PROBLEM STATEMENT
From the records below, print exactly the lines starting at the one containing "keyed by their" and ending at the one containing "character = CharacterRepo::create(&state.pool, &input).await?;", ends included, and nothing else.

DATA SUPPLIED
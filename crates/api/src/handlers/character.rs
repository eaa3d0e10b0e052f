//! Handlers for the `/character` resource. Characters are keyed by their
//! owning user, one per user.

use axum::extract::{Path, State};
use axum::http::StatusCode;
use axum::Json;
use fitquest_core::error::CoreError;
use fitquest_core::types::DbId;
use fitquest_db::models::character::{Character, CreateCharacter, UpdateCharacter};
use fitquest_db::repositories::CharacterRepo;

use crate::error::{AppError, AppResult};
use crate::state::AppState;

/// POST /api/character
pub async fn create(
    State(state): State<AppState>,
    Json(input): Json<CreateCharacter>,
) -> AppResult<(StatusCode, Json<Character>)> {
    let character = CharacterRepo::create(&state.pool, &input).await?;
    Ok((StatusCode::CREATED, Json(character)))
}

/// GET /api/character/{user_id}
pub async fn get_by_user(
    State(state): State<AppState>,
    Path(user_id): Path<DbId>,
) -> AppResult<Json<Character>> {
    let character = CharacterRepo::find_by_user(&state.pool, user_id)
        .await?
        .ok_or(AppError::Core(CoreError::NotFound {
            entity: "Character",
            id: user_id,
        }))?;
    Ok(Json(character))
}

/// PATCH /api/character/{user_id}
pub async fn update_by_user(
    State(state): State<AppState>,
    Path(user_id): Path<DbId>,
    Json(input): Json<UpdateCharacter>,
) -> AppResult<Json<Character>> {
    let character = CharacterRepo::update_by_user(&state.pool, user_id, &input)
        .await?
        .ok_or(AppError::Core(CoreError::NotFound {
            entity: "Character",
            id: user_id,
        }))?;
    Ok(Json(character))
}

...

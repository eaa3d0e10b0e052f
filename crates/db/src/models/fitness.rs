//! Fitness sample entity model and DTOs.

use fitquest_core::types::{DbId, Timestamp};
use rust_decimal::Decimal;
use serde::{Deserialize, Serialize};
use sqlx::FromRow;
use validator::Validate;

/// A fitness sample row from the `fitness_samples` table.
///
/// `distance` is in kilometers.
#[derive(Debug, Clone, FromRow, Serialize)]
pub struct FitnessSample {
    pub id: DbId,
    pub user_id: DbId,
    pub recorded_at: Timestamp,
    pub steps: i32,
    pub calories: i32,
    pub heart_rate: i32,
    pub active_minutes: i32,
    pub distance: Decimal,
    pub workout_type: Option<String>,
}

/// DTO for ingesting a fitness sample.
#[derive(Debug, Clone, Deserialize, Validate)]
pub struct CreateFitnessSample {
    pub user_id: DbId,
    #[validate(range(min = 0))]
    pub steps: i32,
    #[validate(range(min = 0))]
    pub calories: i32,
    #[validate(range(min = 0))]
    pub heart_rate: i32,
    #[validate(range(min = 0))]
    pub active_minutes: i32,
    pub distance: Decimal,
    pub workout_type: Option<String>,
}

TASK RESPONSE
//! Handlers for the `/character` resource. Characters are keyed by their
//! owning user, one per user.

use axum::extract::{Path, State};
use axum::http::StatusCode;
use axum::Json;
use fitquest_core::error::CoreError;
use fitquest_core::types::DbId;
use fitquest_db::models::character::{Character, CreateCharacter, UpdateCharacter};
use fitquest_db::repositories::CharacterRepo;

use crate::error::{AppError, AppResult};
use crate::state::AppState;

/// POST /api/character
pub async fn create(
    State(state): State<AppState>,
    Json(input): Json<CreateCharacter>,
) -> AppResult<(StatusCode, Json<Character>)> {
    let character = CharacterRepo::create(&state.pool, &input).await?;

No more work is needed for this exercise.